> [EXERCISE DESCRIPTION]
Below are some records; find each line that carries the word "store" and copy it.

::: SOURCE DATA

mod common;

use std::fs;

use common::{build_elf, TempDir, TestSection};
use compiler::elf::{extract_flat_binary, parse_elf_from_bytes};
use compiler::BuildError;

#[test]
fn flat_image_lays_out_sections_by_address() {
    let text = [0x13, 0x05, 0x10, 0x00, 0x67, 0x80, 0x00, 0x00]; // li a0,1; ret
    let data = [0xaa, 0xbb];
    let image = build_elf(
        0,
        &[
            TestSection::text(0x0, &text),
            TestSection::data(0x10, &data),
            TestSection::bss(0x20, 0x100),
            TestSection::comment(b"GCC: (GNU) 13.2.0\0"),
        ],
    );

    let elf = parse_elf_from_bytes(&image).unwrap();
    assert_eq!(elf.entry, 0);
    assert_eq!(elf.loadable_sections().count(), 2);
    assert_eq!(elf.loadable_size(), 10);

    let (flat, base) = elf.flat_image().unwrap();
    assert_eq!(base, 0);
    assert_eq!(flat.len(), 0x12);
    assert_eq!(&flat[..8], &text);
    assert!(flat[8..0x10].iter().all(|b| *b == 0));
    assert_eq!(&flat[0x10..], &data);
}

#[test]
fn flat_image_is_relative_to_lowest_section() {
    let image = build_elf(
        0x8000_0000,
        &[
            TestSection::data(0x8000_0004, &[2, 2]),
            TestSection::text(0x8000_0000, &[1, 1, 1, 1]),
        ],
    );
    let elf = parse_elf_from_bytes(&image).unwrap();
    let (flat, base) = elf.flat_image().unwrap();
    assert_eq!(base, 0x8000_0000);
    assert_eq!(flat, [1, 1, 1, 1, 2, 2]);
}

#[test]
fn extraction_writes_headerless_bytes() {
    let dir = TempDir::new("extract");
    let image = dir.write(
        "hello",
        &build_elf(0, &[TestSection::text(0, &[0x93, 0x00, 0x50, 0x00])]),
    );
    let output = dir.path().join("hello.bin");

    let size = extract_flat_binary(&image, &output).unwrap();
    assert_eq!(size, 4);
    assert_eq!(fs::read(&output).unwrap(), [0x93, 0x00, 0x50, 0x00]);
}

#[test]
fn nothing_loadable_writes_nothing() {
    let dir = TempDir::new("extract-empty");
    let image = dir.write(
        "empty",
        &build_elf(0, &[TestSection::bss(0, 64), TestSection::comment(b"x\0")]),
    );
    let output = dir.path().join("empty.bin");

    let err = extract_flat_binary(&image, &output).unwrap_err();
    assert!(matches!(err, BuildError::Extract { .. }));
    assert!(!output.exists());
}

#[test]
fn garbage_is_not_an_image() {
    let dir = TempDir::new("extract-garbage");
    let image = dir.write("garbage", b"this is not an ELF file at all, not even close");
    let output = dir.path().join("garbage.bin");

    let err = extract_flat_binary(&image, &output).unwrap_err();
    assert!(matches!(err, BuildError::Elf { .. }));
    assert!(!output.exists());
}

#[test]
fn missing_image_is_an_io_error() {
    let dir = TempDir::new("extract-missing");
    let err = extract_flat_binary(&dir.path().join("nope"), &dir.path().join("nope.bin"))
        .unwrap_err();
    assert!(matches!(err, BuildError::Io { .. }));
}
use crate::cpu::{Cpu, Mode};
use crate::csr::*;
use crate::exception::Exception;
use crate::interrupt::Interrupt;

const INTERRUPT_BIT: u64 = 1 << 63;

#[derive(Debug, Clone, Copy, PartialEq, Eq)]
pub enum Trap {
    Exception(Exception),
    Interrupt(Interrupt),
}

impl Trap {
    /// Value written to `xcause`.
    pub fn cause(&self) -> u64 {
        match self {
            Trap::Exception(e) => e.code(),
            Trap::Interrupt(i) => INTERRUPT_BIT | i.code(),
        }
    }
}

impl Cpu {
    /// Enters the trap handler for `trap`. `epc` is the pc of the faulting
    /// instruction for exceptions, or of the next instruction to run for
    /// interrupts.
    ///
    /// Traps raised in U- or S-mode go to S-mode when the matching bit is
    /// set in medeleg (exceptions) or mideleg (interrupts); everything else
    /// goes to M-mode.
    pub fn take_trap(&mut self, trap: Trap, epc: u64) {
        let previous = self.mode;
        let (code, tval, deleg, is_interrupt) = match trap {
            Trap::Exception(e) => (e.code(), e.value(), self.csr.load(MEDELEG), false),
            Trap::Interrupt(i) => (i.code(), 0, self.csr.load(MIDELEG), true),
        };
        let cause = trap.cause();

        if self.verbose {
            self.trace(format_args!(
                "TRAP {:?} at 0x{:016x} from {:?}",
                trap, epc, previous
            ));
        }

        if previous <= Mode::Supervisor && (deleg >> code) & 1 == 1 {
            self.mode = Mode::Supervisor;
            self.pc = trap_vector(self.csr.load(STVEC), code, is_interrupt);
            self.csr.store(SEPC, epc & !1);
            self.csr.store(SCAUSE, cause);
            self.csr.store(STVAL, tval);

            let mut status = self.csr.load(SSTATUS);
            status = set_field(status, MASK_SPIE, status & MASK_SIE != 0);
            status &= !MASK_SIE;
            status = set_field(status, MASK_SPP, previous != Mode::User);
            self.csr.store(SSTATUS, status);
        } else {
            self.mode = Mode::Machine;
            self.pc = trap_vector(self.csr.load(MTVEC), code, is_interrupt);
            self.csr.store(MEPC, epc & !1);
            self.csr.store(MCAUSE, cause);
            self.csr.store(MTVAL, tval);

            let mut status = self.csr.load(MSTATUS);
            status = set_field(status, MASK_MPIE, status & MASK_MIE != 0);
            status &= !MASK_MIE;
            status = (status & !MASK_MPP) | ((previous as u64) << 11);
            self.csr.store(MSTATUS, status);
        }
    }

    pub(crate) fn mret(&mut self) {
        let mut status = self.csr.load(MSTATUS);
        let mode = Mode::from_bits((status & MASK_MPP) >> 11);

        status = set_field(status, MASK_MIE, status & MASK_MPIE != 0);
        status |= MASK_MPIE;
        status &= !MASK_MPP;
        if mode != Mode::Machine {
            status &= !MASK_MPRV;
        }
        self.csr.store(MSTATUS, status);

        self.mode = mode;
        self.pc = self.csr.load(MEPC);
    }

    pub(crate) fn sret(&mut self) {
        let mut status = self.csr.load(MSTATUS);
        let mode = if status & MASK_SPP != 0 {
            Mode::Supervisor
        } else {
            Mode::User
        };

        status = set_field(status, MASK_SIE, status & MASK_SPIE != 0);
        status |= MASK_SPIE;
        status &= !MASK_SPP;
        status &= !MASK_MPRV;
        self.csr.store(MSTATUS, status);

        self.mode = mode;
        self.pc = self.csr.load(SEPC);
    }
}

/// Handler address for `xtvec`. Vectored mode (low bits `01`) offsets
/// interrupts by `4 * code`; exceptions always use the base.
fn trap_vector(tvec: u64, code: u64, is_interrupt: bool) -> u64 {
    let base = tvec & !0b11;
    if tvec & 0b11 == 1 && is_interrupt {
        base.wrapping_add(4 * code)
    } else {
        base
    }
}

fn set_field(value: u64, mask: u64, on: bool) -> u64 {
    if on {
        value | mask
    } else {
        value & !mask
    }
}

::::::

> [COMPLETED TASK]
            self.csr.store(SEPC, epc & !1);
            self.csr.store(SCAUSE, cause);
            self.csr.store(STVAL, tval);
            self.csr.store(SSTATUS, status);
            self.csr.store(MEPC, epc & !1);
            self.csr.store(MCAUSE, cause);
            self.csr.store(MTVAL, tval);
            self.csr.store(MSTATUS, status);
        self.csr.store(MSTATUS, status);
        self.csr.store(MSTATUS, status);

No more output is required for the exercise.